Re^8: Enhancing Speed
by ikegami (Patriarch) on Aug 18, 2010 at 22:01 UTC

    That's my point, slow clients keep Apache process running until it finish downloading.

    Slow clients do not increase CPU load, they tie up child processes. I've heard nothing about requests getting queued due to having too few child processes or about excessive context switches due to having too many child processes.

    Beside if it was a really bad idea, why would both google & facebook guys implement it?

    We've been explaining that different sites have different bottlenecks. Why do you keep ignoring the specifics that apply to PerlMonks and revert to talking about what would help other sites?

      Slow clients do not increase CPU load, they tie up child processes. I've heard nothing about having too few child processes or about excessive context switches due to having too many child processes.

      Slow clients hold the process so you'll have to open a new process to serve someone else which DOES increase the cpu/ram usage as explained before.

      We've been explaining that different sites have different bottlenecks. Why do you keep ignoring the specifics that apply to PerlMonks and revert to talking about what would help other sites?

      I'm not ignoring the specifics that apply to PerlMonks

      If you take the time to read the link provided by Argel in the post above, you would have seen tye talking about having to REAP Apache children to free-up memory which are probably caused by slow clients holding up children for long time which makes it necessary to start a new process.

      Faster page delivery means less process have to run together which will lower CPU load ... that's my point of view.

        I believe ikegami and chromatic are both wrong in their replies to this node. If a significant fraction of request-processing time is spent shipping the bytes to the client, then that part being even a little slower can have a dramatic impact on the number of children Apache will want to create in order to keep up with the requests coming in. Which can certainly run your server out of memory (or even run your server out of other resources by DoS'ing the server with a near-fork-bomb of activity trying to create more children that makes Apache fall further behind which motivates creating more children...).

        I used to work for a high-profile web site that used Apache in a back-end layer. A common request in that layer was to an external service that usually averaged about 100ms per response. A minor bog down at this provider might cause their average response time to climb to about 500ms. This was plenty fast for our needs. But it meant that we needed about 5x as many Apache children for a given level of traffic. And it would send a huge bank of back-end servers from "not busy" to "swamped" with no clear problem (requests aren't unacceptably slow, much less timing out).

        Even after we (at my suggestion due to experience debugging performance problems at PerlMonks) set the number of Apache children to a fixed number (to avoid the fork-bomb-like problem), the lack of children could still cause requests to queue up to the point that the layer in front of that layer could start to fall over.

        So being able to ship the bytes faster can reduce memory requirements on the web hosts and be beneficial. And we certainly have recurring problems at PerlMonks with running out of memory on web hosts.

        But, the time required to ship the bytes to clients is only a significant fraction of the request-processing time during periods when the site is performing unusually fast. So the proposed improvement is unlikely to have much positive impact, I expect.

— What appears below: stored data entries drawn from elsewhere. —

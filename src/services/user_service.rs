use bcrypt::{hash, verify, DEFAULT_COST};
use sea_orm::{ActiveModelTrait, ColumnTrait, DatabaseConnection, EntityTrait, QueryFilter, Set};
use std::collections::BTreeMap;
use tracing::{info, warn};

use crate::database::entities::users;
use crate::errors::{AuthError, AuthResult, CoreError, CoreResult};
use crate::mutation::record::Record;

/// Lower-case the domain part of an email address
pub fn normalize_email(email: &str) -> String {
    match email.trim().rsplit_once('@') {
        Some((local, domain)) => format!("{}@{}", local, domain.to_lowercase()),
        None => email.trim().to_string(),
    }
}

/// Hash a password using bcrypt
pub fn hash_password(password: &str) -> AuthResult<String> {
    hash(password, DEFAULT_COST).map_err(|e| AuthError::Hashing(e.to_string()))
}

/// Verify a password against a stored hash; malformed hashes never match
pub fn verify_password(password: &str, password_hash: &str) -> bool {
    verify(password, password_hash).unwrap_or(false)
}

#[derive(Clone, Debug)]
pub struct NewUser {
    pub email: String,
    pub username: String,
    pub password: String,
    pub is_active: bool,
    pub is_staff: bool,
    pub is_admin: bool,
}

impl NewUser {
    pub fn new(
        email: impl Into<String>,
        username: impl Into<String>,
        password: impl Into<String>,
    ) -> Self {
        Self {
            email: email.into(),
            username: username.into(),
            password: password.into(),
            is_active: true,
            is_staff: false,
            is_admin: false,
        }
    }
}

/// Account creation and credential checks
#[derive(Clone)]
pub struct UserService {
    db: DatabaseConnection,
}

impl UserService {
    pub fn new(db: DatabaseConnection) -> Self {
        Self { db }
    }

    pub async fn create_user(&self, new_user: NewUser) -> CoreResult<users::Model> {
        if new_user.email.is_empty() {
            return Err(CoreError::validation("User must contain an email"));
        }
        if new_user.password.is_empty() {
            return Err(CoreError::validation("User must contain an password"));
        }

        let mut user = users::ActiveModel::blank();
        user.email = Set(normalize_email(&new_user.email));
        user.username = Set(new_user.username);
        user.password = Set(new_user.password);
        user.is_active = Set(new_user.is_active);
        user.is_staff = Set(new_user.is_staff);
        user.is_admin = Set(new_user.is_admin);

        let errors = user
            .full_clean(&self.db)
            .await
            .map_err(|e| CoreError::database("validate user", e))?;
        if !errors.is_empty() {
            let fields: BTreeMap<String, String> = errors
                .into_iter()
                .map(|(field, messages)| (field, messages.join(" ")))
                .collect();
            return Err(CoreError::validation("Invalid user").with_fields(fields));
        }

        if let sea_orm::ActiveValue::Set(password) = &user.password {
            user.password = Set(hash_password(password)?);
        }

        let created = user.persist(&self.db).await.map_err(|e| {
            match users::ActiveModel::constraint_error(&e) {
                Some((field, message)) => {
                    let fields = BTreeMap::from([(field.to_string(), message.to_string())]);
                    CoreError::validation("Invalid user").with_fields(fields)
                }
                None => CoreError::database("create user", e),
            }
        })?;
        info!("Created user {} ({})", created.id, created.email);
        Ok(created)
    }

    pub async fn create_staffuser(
        &self,
        email: &str,
        username: &str,
        password: &str,
    ) -> CoreResult<users::Model> {
        let mut new_user = NewUser::new(email, username, password);
        new_user.is_staff = true;
        self.create_user(new_user).await
    }

    pub async fn create_superuser(
        &self,
        email: &str,
        username: &str,
        password: &str,
    ) -> CoreResult<users::Model> {
        let mut new_user = NewUser::new(email, username, password);
        new_user.is_staff = true;
        new_user.is_admin = true;
        self.create_user(new_user).await
    }

    pub async fn find_by_email(&self, email: &str) -> CoreResult<Option<users::Model>> {
        users::Entity::find()
            .filter(users::Column::Email.eq(normalize_email(email)))
            .one(&self.db)
            .await
            .map_err(|e| CoreError::database("find user by email", e))
    }

    /// Active user with matching credentials, if any
    pub async fn authenticate(
        &self,
        email: &str,
        password: &str,
    ) -> CoreResult<Option<users::Model>> {
        let Some(user) = self.find_by_email(email).await? else {
            return Ok(None);
        };
        if !user.is_active {
            warn!("Login attempt for inactive user {}", user.id);
            return Ok(None);
        }
        if !verify_password(password, &user.password) {
            return Ok(None);
        }
        Ok(Some(user))
    }

    pub async fn record_login(&self, user: users::Model) -> CoreResult<users::Model> {
        let active: users::ActiveModel = user.into();
        active
            .set_last_login()
            .update(&self.db)
            .await
            .map_err(|e| CoreError::database("record login", e))
    }
}

#[cfg(test)]
mod tests {
    use super::*;

    #[test]
    fn email_domain_is_lowercased() {
        assert_eq!(normalize_email("Ann.Lee@EXAMPLE.Com"), "Ann.Lee@example.com");
        assert_eq!(normalize_email(" bob@Mail.ORG "), "bob@mail.org");
        assert_eq!(normalize_email("no-at-sign"), "no-at-sign");
    }

    #[test]
    fn password_hashing() {
        let hashed = hash_password("s3cret-pass").expect("hash");
        assert_ne!(hashed, "s3cret-pass");
        assert!(verify_password("s3cret-pass", &hashed));
        assert!(!verify_password("wrong", &hashed));
        assert!(!verify_password("s3cret-pass", "not-a-hash"));
    }
}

        But I will keep it in mind the next time I try to tune things. If we haven't recently had problems with lack of web server CPU, than I'll probably try to deploy such a change.

        Update: Re-parented as I originally accidentally replied to the parent of the intended node.

        - tye        

        Slow clients hold the process so you'll have to open a new process to serve someone else which DOES increase the cpu/ram usage as explained before.

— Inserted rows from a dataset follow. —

use async_trait::async_trait;
use indexmap::IndexMap;
use sea_orm::{ActiveValue, DatabaseConnection, DbErr};
use serde_json::Value;

use super::input::{CleanedInput, CleanedValue};
use crate::node::{EntityKind, Node};

/// Field-level validation messages in field declaration order
pub type ValidationErrors = IndexMap<String, Vec<String>>;

pub fn add_error(errors: &mut ValidationErrors, field: &str, message: impl Into<String>) {
    errors
        .entry(field.to_string())
        .or_default()
        .push(message.into());
}

/// Value a non-nullable field falls back to when it receives `null`
#[derive(Clone, Copy, Debug, PartialEq, Eq)]
pub enum FieldDefault {
    Null,
    EmptyString,
    Str(&'static str),
    Bool(bool),
    Int(i64),
}

impl FieldDefault {
    pub fn value(&self) -> Value {
        match self {
            FieldDefault::Null => Value::Null,
            FieldDefault::EmptyString => Value::String(String::new()),
            FieldDefault::Str(value) => Value::String((*value).to_string()),
            FieldDefault::Bool(value) => Value::Bool(*value),
            FieldDefault::Int(value) => Value::from(*value),
        }
    }
}

/// Column metadata used when writing cleaned input onto a row
#[derive(Clone, Copy, Debug, PartialEq, Eq)]
pub struct FieldSpec {
    pub name: &'static str,
    pub editable: bool,
    pub auto: bool,
    pub nullable: bool,
    pub file: bool,
    pub default: FieldDefault,
}

impl FieldSpec {
    pub const fn new(name: &'static str) -> Self {
        Self {
            name,
            editable: true,
            auto: false,
            nullable: false,
            file: false,
            default: FieldDefault::Null,
        }
    }

    /// Auto-generated primary key
    pub const fn auto(mut self) -> Self {
        self.auto = true;
        self
    }

    pub const fn read_only(mut self) -> Self {
        self.editable = false;
        self
    }

    pub const fn nullable(mut self) -> Self {
        self.nullable = true;
        self
    }

    pub const fn file(mut self) -> Self {
        self.file = true;
        self
    }

    pub const fn default(mut self, default: FieldDefault) -> Self {
        self.default = default;
        self
    }

    /// What a `null` input becomes for this field
    pub fn null_replacement(&self) -> CleanedValue {
        // A non-nullable field takes its default even when it holds a file
        if !self.nullable {
            return CleanedValue::Value(self.default.value());
        }
        if self.file {
            return CleanedValue::Value(Value::Bool(false));
        }
        CleanedValue::null()
    }
}

/// An editable row the mutation engine can construct, validate and persist.
///
/// Implemented for the sea-orm active models; `Model` is the stored row.
#[async_trait]
pub trait Record: Sized + Send + Sync + 'static {
    type Model: Clone + Send + Sync + 'static;

    const KIND: EntityKind;

    fn fields() -> &'static [FieldSpec];

    /// A new unsaved row with every field at its default
    fn blank() -> Self;

    fn from_model(model: Self::Model) -> Self;

    fn model_from_node(node: Node) -> Option<Self::Model>;

    fn model_pk(model: &Self::Model) -> i32;

    fn set_model_pk(model: &mut Self::Model, pk: i32);

    /// `None` until the row has been inserted
    fn pk(&self) -> Option<i32>;

    fn write_field(&mut self, field: &str, value: CleanedValue) -> Result<(), String>;

    async fn full_clean(&self, db: &DatabaseConnection) -> Result<ValidationErrors, DbErr>;

    async fn persist(self, db: &DatabaseConnection) -> Result<Self::Model, DbErr>;

    /// Store fields that live outside the row itself
    async fn save_related(
        _model: &Self::Model,
        _cleaned: &CleanedInput,
        _db: &DatabaseConnection,
    ) -> Result<(), DbErr> {
        Ok(())
    }

    async fn delete_model(model: &Self::Model, db: &DatabaseConnection) -> Result<(), DbErr>;

    /// Field error for a constraint the store rejected after `full_clean` passed
    fn constraint_error(_err: &DbErr) -> Option<(&'static str, &'static str)> {
        None
    }
}

/// The value currently held by an active model column, if any
pub fn current<V>(value: &ActiveValue<V>) -> Option<&V>
where
    V: Into<sea_orm::Value>,
{
    match value {
        ActiveValue::Set(value) | ActiveValue::Unchanged(value) => Some(value),
        ActiveValue::NotSet => None,
    }
}

/// Shared checks for a required text column
pub fn check_required_text(
    errors: &mut ValidationErrors,
    field: &str,
    value: &ActiveValue<String>,
    max_length: Option<usize>,
) {
    match current(value) {
        None => add_error(errors, field, "This field cannot be null."),
        Some(text) if text.trim().is_empty() => {
            add_error(errors, field, "This field cannot be blank.")
        }
        Some(text) => {
            let length = text.chars().count();
            if let Some(max) = max_length.filter(|max| length > *max) {
                add_error(
                    errors,
                    field,
                    format!(
                        "Ensure this value has at most {} characters (it has {}).",
                        max, length
                    ),
                );
            }
        }
    }
}
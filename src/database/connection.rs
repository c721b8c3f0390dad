use std::time::Duration;

use sea_orm::{ConnectOptions, Database, DatabaseConnection, DbErr};
use sea_orm_migration::MigratorTrait;
use tracing::info;

use super::migrations::Migrator;

pub async fn establish_connection(database_url: &str) -> Result<DatabaseConnection, DbErr> {
    let mut opt = ConnectOptions::new(database_url);

    // SQLite serialises writes, so a small pool is enough
    opt.max_connections(10)
        .min_connections(1)
        .connect_timeout(Duration::from_secs(5))
        .acquire_timeout(Duration::from_secs(5))
        .idle_timeout(Duration::from_secs(300))
        .max_lifetime(Duration::from_secs(3600))
        .sqlx_logging(false);

    Database::connect(opt).await
}

pub fn get_database_url(database_path: Option<&str>) -> String {
    match database_path {
        Some(":memory:") => "sqlite::memory:".to_string(),
        Some(path) => format!("sqlite://{}?mode=rwc", path),
        None => "sqlite://inkpost.db?mode=rwc".to_string(),
    }
}

/// Connect and bring the schema up to date
pub async fn setup_database(database_url: &str) -> Result<DatabaseConnection, DbErr> {
    let db = establish_connection(database_url).await?;
    Migrator::up(&db, None).await?;
    info!("Database ready at {}", database_url);
    Ok(db)
}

        Apache still used preforked servers last I checked. That means it children aren't created in response to requests. Either way, you can definitely set a limit on the number of processes that can exist at a given time with Apache.

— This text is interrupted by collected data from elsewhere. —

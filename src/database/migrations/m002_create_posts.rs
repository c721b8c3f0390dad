use sea_orm_migration::prelude::*;

#[derive(DeriveMigrationName)]
pub struct Migration;

#[async_trait::async_trait]
impl MigrationTrait for Migration {
    async fn up(&self, manager: &SchemaManager) -> Result<(), DbErr> {
        manager
            .create_table(
                Table::create()
                    .table(Posts::Table)
                    .if_not_exists()
                    .col(
                        ColumnDef::new(Posts::Id)
                            .integer()
                            .not_null()
                            .auto_increment()
                            .primary_key(),
                    )
                    .col(ColumnDef::new(Posts::AuthorId).integer().not_null())
                    .col(ColumnDef::new(Posts::Title).string_len(50).not_null())
                    .col(ColumnDef::new(Posts::Body).text().not_null())
                    .col(ColumnDef::new(Posts::Created).timestamp_with_time_zone().not_null())
                    .col(ColumnDef::new(Posts::Modified).timestamp_with_time_zone().not_null())
                    .col(ColumnDef::new(Posts::PublishedDate).timestamp_with_time_zone().null())
                    .col(ColumnDef::new(Posts::Status).small_integer().not_null().default(1))
                    .foreign_key(
                        ForeignKey::create()
                            .name("fk_posts_author_id")
                            .from(Posts::Table, Posts::AuthorId)
                            .to(Users::Table, Users::Id)
                            .on_delete(ForeignKeyAction::Cascade),
                    )
                    .to_owned(),
            )
            .await?;

        manager
            .create_index(
                Index::create()
                    .name("idx_posts_author_id")
                    .table(Posts::Table)
                    .col(Posts::AuthorId)
                    .to_owned(),
            )
            .await
    }

    async fn down(&self, manager: &SchemaManager) -> Result<(), DbErr> {
        manager
            .drop_table(Table::drop().table(Posts::Table).to_owned())
            .await
    }
}

#[derive(DeriveIden)]
enum Posts {
    Table,
    Id,
    AuthorId,
    Title,
    Body,
    Created,
    Modified,
    PublishedDate,
    Status,
}

#[derive(DeriveIden)]
enum Users {
    Table,
    Id,
}
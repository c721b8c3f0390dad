//! Post mutations

use super::engine::ModelMutation;
use super::input::{InputField, MutationArgs};
use crate::auth::Principal;
use crate::database::entities::posts;
use crate::node::{EntityKind, GlobalId};

pub type PostRecord = posts::ActiveModel;

const CREATE_INPUT: &[InputField] = &[
    InputField::scalar("title"),
    InputField::scalar("body"),
    InputField::scalar("published_date"),
    InputField::scalar("status"),
    InputField::id("author_id", Some(EntityKind::User)),
];

const UPDATE_INPUT: &[InputField] = &[
    InputField::scalar("title"),
    InputField::scalar("body"),
    InputField::scalar("published_date"),
    InputField::scalar("status"),
];

pub fn create_post() -> ModelMutation<PostRecord> {
    ModelMutation::new("createPost")
        .input(CREATE_INPUT)
        .allow(may_write_as_author)
}

pub fn update_post() -> ModelMutation<PostRecord> {
    ModelMutation::new("updatePost")
        .input(UPDATE_INPUT)
        .allow(is_authenticated)
        .allow_target(is_author_or_privileged)
}

pub fn delete_post() -> ModelMutation<PostRecord> {
    ModelMutation::new("deletePost")
        .allow(is_authenticated)
        .allow_target(is_author_or_privileged)
}

fn is_authenticated(principal: &Principal, _args: &MutationArgs) -> bool {
    principal.is_authenticated
}

/// Staff and admins may post for anyone; other users only as themselves
fn may_write_as_author(principal: &Principal, args: &MutationArgs) -> bool {
    if !principal.is_authenticated {
        return false;
    }
    if principal.is_privileged() {
        return true;
    }
    args.input
        .str("author_id")
        .and_then(GlobalId::decode)
        .map_or(false, |author| principal.is(author.pk))
}

fn is_author_or_privileged(principal: &Principal, post: &posts::Model) -> bool {
    principal.is(post.author_id) || principal.is_privileged()
}

#[cfg(test)]
mod tests {
    use super::*;
    use crate::mutation::input::RawInput;

    fn create_args(author: &str) -> MutationArgs {
        MutationArgs::create(RawInput::new().with("title", "t").with("author_id", author))
    }

    #[test]
    fn authors_post_as_themselves() {
        let own = GlobalId::new("UserType", 5).encode();
        let other = GlobalId::new("UserType", 6).encode();

        assert!(may_write_as_author(&Principal::user(5), &create_args(&own)));
        assert!(!may_write_as_author(&Principal::user(5), &create_args(&other)));
        assert!(may_write_as_author(&Principal::user(5).with_admin(), &create_args(&other)));
        assert!(!may_write_as_author(&Principal::anonymous(), &create_args(&own)));
        assert!(!may_write_as_author(&Principal::user(5), &create_args("garbage")));
    }
}
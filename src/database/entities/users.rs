use async_trait::async_trait;
use once_cell::sync::Lazy;
use regex::Regex;
use sea_orm::entity::prelude::*;
use sea_orm::{ActiveValue, Set, SqlErr};
use serde::{Deserialize, Serialize};

use crate::mutation::input::CleanedValue;
use crate::mutation::record::{
    add_error, check_required_text, current, FieldDefault, FieldSpec, Record, ValidationErrors,
};
use crate::node::{EntityKind, Node};

pub const EMAIL_MAX_LENGTH: usize = 255;
pub const USERNAME_MAX_LENGTH: usize = 255;
pub const PASSWORD_MAX_LENGTH: usize = 128;
pub const DEFAULT_USERNAME: &str = "noname";
pub const EMAIL_TAKEN: &str = "This email is already exists";

static EMAIL_RE: Lazy<Regex> = Lazy::new(|| {
    Regex::new(r"^[A-Za-z0-9.!#$%&'*+/=?^_`{|}~-]+@[A-Za-z0-9](?:[A-Za-z0-9-]{0,61}[A-Za-z0-9])?(?:\.[A-Za-z0-9](?:[A-Za-z0-9-]{0,61}[A-Za-z0-9])?)+$")
        .expect("email regex is valid")
});

pub fn is_valid_email(email: &str) -> bool {
    EMAIL_RE.is_match(email)
}

#[derive(Clone, Debug, PartialEq, DeriveEntityModel, Serialize, Deserialize)]
#[sea_orm(table_name = "users")]
pub struct Model {
    #[sea_orm(primary_key)]
    pub id: i32,
    #[serde(skip_serializing)]
    pub password: String,
    pub last_login: Option<ChronoDateTimeUtc>,
    #[sea_orm(unique)]
    pub email: String,
    pub username: String,
    pub is_active: bool,
    pub is_staff: bool,
    pub is_admin: bool,
}

#[derive(Copy, Clone, Debug, EnumIter, DeriveRelation)]
pub enum Relation {
    #[sea_orm(has_many = "super::posts::Entity")]
    Posts,
}

impl Related<super::posts::Entity> for Entity {
    fn to() -> RelationDef {
        Relation::Posts.def()
    }
}

impl ActiveModelBehavior for ActiveModel {}

impl ActiveModel {
    pub fn set_last_login(mut self) -> Self {
        self.last_login = Set(Some(chrono::Utc::now()));
        self
    }
}

impl Model {
    pub fn full_name(&self) -> &str {
        if self.username.is_empty() {
            &self.email
        } else {
            &self.username
        }
    }
}

const FIELDS: &[FieldSpec] = &[
    FieldSpec::new("id").auto(),
    FieldSpec::new("password").default(FieldDefault::EmptyString),
    FieldSpec::new("last_login").nullable(),
    FieldSpec::new("email").default(FieldDefault::EmptyString),
    FieldSpec::new("username").default(FieldDefault::Str(DEFAULT_USERNAME)),
    FieldSpec::new("is_active").default(FieldDefault::Bool(true)),
    FieldSpec::new("is_staff").default(FieldDefault::Bool(false)),
    FieldSpec::new("is_admin").default(FieldDefault::Bool(false)),
];

#[async_trait]
impl Record for ActiveModel {
    type Model = Model;

    const KIND: EntityKind = EntityKind::User;

    fn fields() -> &'static [FieldSpec] {
        FIELDS
    }

    fn blank() -> Self {
        Self {
            id: ActiveValue::NotSet,
            password: Set(String::new()),
            last_login: Set(None),
            email: Set(String::new()),
            username: Set(DEFAULT_USERNAME.to_string()),
            is_active: Set(true),
            is_staff: Set(false),
            is_admin: Set(false),
        }
    }

    fn from_model(model: Model) -> Self {
        model.into()
    }

    fn model_from_node(node: Node) -> Option<Model> {
        match node {
            Node::User(user) => Some(user),
            _ => None,
        }
    }

    fn model_pk(model: &Model) -> i32 {
        model.id
    }

    fn set_model_pk(model: &mut Model, pk: i32) {
        model.id = pk;
    }

    fn pk(&self) -> Option<i32> {
        current(&self.id).copied()
    }

    fn write_field(&mut self, field: &str, value: CleanedValue) -> Result<(), String> {
        match field {
            "password" => self.password = Set(value.into_string()?),
            "email" => self.email = Set(value.into_string()?),
            "username" => self.username = Set(value.into_string()?),
            "is_active" => self.is_active = Set(value.into_bool()?),
            "is_staff" => self.is_staff = Set(value.into_bool()?),
            "is_admin" => self.is_admin = Set(value.into_bool()?),
            "last_login" => {
                let last_login = if value.is_null() {
                    None
                } else {
                    Some(value.into_datetime()?)
                };
                self.last_login = Set(last_login);
            }
            _ => {}
        }
        Ok(())
    }

    async fn full_clean(&self, db: &DatabaseConnection) -> Result<ValidationErrors, DbErr> {
        let mut errors = ValidationErrors::new();

        check_required_text(&mut errors, "password", &self.password, Some(PASSWORD_MAX_LENGTH));
        check_required_text(&mut errors, "email", &self.email, Some(EMAIL_MAX_LENGTH));
        if let Some(email) = current(&self.email) {
            if !email.is_empty() && !is_valid_email(email) {
                add_error(&mut errors, "email", "Enter a valid email address.");
            }
        }
        check_required_text(&mut errors, "username", &self.username, Some(USERNAME_MAX_LENGTH));

        if !errors.contains_key("email") {
            if let Some(email) = current(&self.email) {
                let mut taken = Entity::find().filter(Column::Email.eq(email.as_str()));
                if let Some(pk) = self.pk() {
                    taken = taken.filter(Column::Id.ne(pk));
                }
                if taken.one(db).await?.is_some() {
                    add_error(&mut errors, "email", EMAIL_TAKEN);
                }
            }
        }

        Ok(errors)
    }

    async fn persist(self, db: &DatabaseConnection) -> Result<Model, DbErr> {
        match self.pk() {
            None => self.insert(db).await,
            Some(_) if self.is_changed() => self.update(db).await,
            Some(pk) => Entity::find_by_id(pk)
                .one(db)
                .await?
                .ok_or_else(|| DbErr::RecordNotFound(format!("user {}", pk))),
        }
    }

    async fn delete_model(model: &Model, db: &DatabaseConnection) -> Result<(), DbErr> {
        Entity::delete_by_id(model.id).exec(db).await?;
        Ok(())
    }

    /// A concurrent registration can claim the email between the check and the insert
    fn constraint_error(err: &DbErr) -> Option<(&'static str, &'static str)> {
        match err.sql_err() {
            Some(SqlErr::UniqueConstraintViolation(message)) if message.contains("email") => {
                Some(("email", EMAIL_TAKEN))
            }
            _ => None,
        }
    }
}

#[cfg(test)]
mod tests {
    use super::*;

    #[test]
    fn email_format() {
        assert!(is_valid_email("ann@example.com"));
        assert!(is_valid_email("first.last+tag@mail.example.org"));
        assert!(!is_valid_email("ann"));
        assert!(!is_valid_email("ann@localhost"));
        assert!(!is_valid_email("@example.com"));
    }

    #[test]
    fn blank_user_uses_field_defaults() {
        let user = <ActiveModel as Record>::blank();
        assert_eq!(user.pk(), None);
        assert_eq!(current(&user.username).map(String::as_str), Some(DEFAULT_USERNAME));
        assert_eq!(current(&user.is_active), Some(&true));
        assert_eq!(current(&user.is_admin), Some(&false));
    }

    #[test]
    fn write_field_converts_values() {
        let mut user = <ActiveModel as Record>::blank();
        user.write_field("is_staff", CleanedValue::Value(serde_json::json!(true)))
            .expect("bool accepted");
        assert_eq!(current(&user.is_staff), Some(&true));

        let err = user
            .write_field("is_admin", CleanedValue::Value(serde_json::json!("yes")))
            .unwrap_err();
        assert_eq!(err, "'yes' value must be either True or False.");
    }
}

        I'm not ignoring the specifics that apply to PerlMonks

        You just indicated that if it's good for Google, it's good for PerlMonks.

        which are probably caused by slow clients holding up children for long time

        If you have too many children, it's because you set the limits on the number of children too high.

        Faster page delivery means less process have to run together which will lower CPU load ... that's my point of view.

        Sorry, but it's wrong. CPU load is not related to the number of processes. You could have a thousand processes using no CPU, and you can have one process using all available CPU.

        Faster page delivery means fewer active processes, which could lower CPU load and context switches. As I alluded in my first post, the question is can the savings offset the increase in CPU load and context switching incurred by zipping everything.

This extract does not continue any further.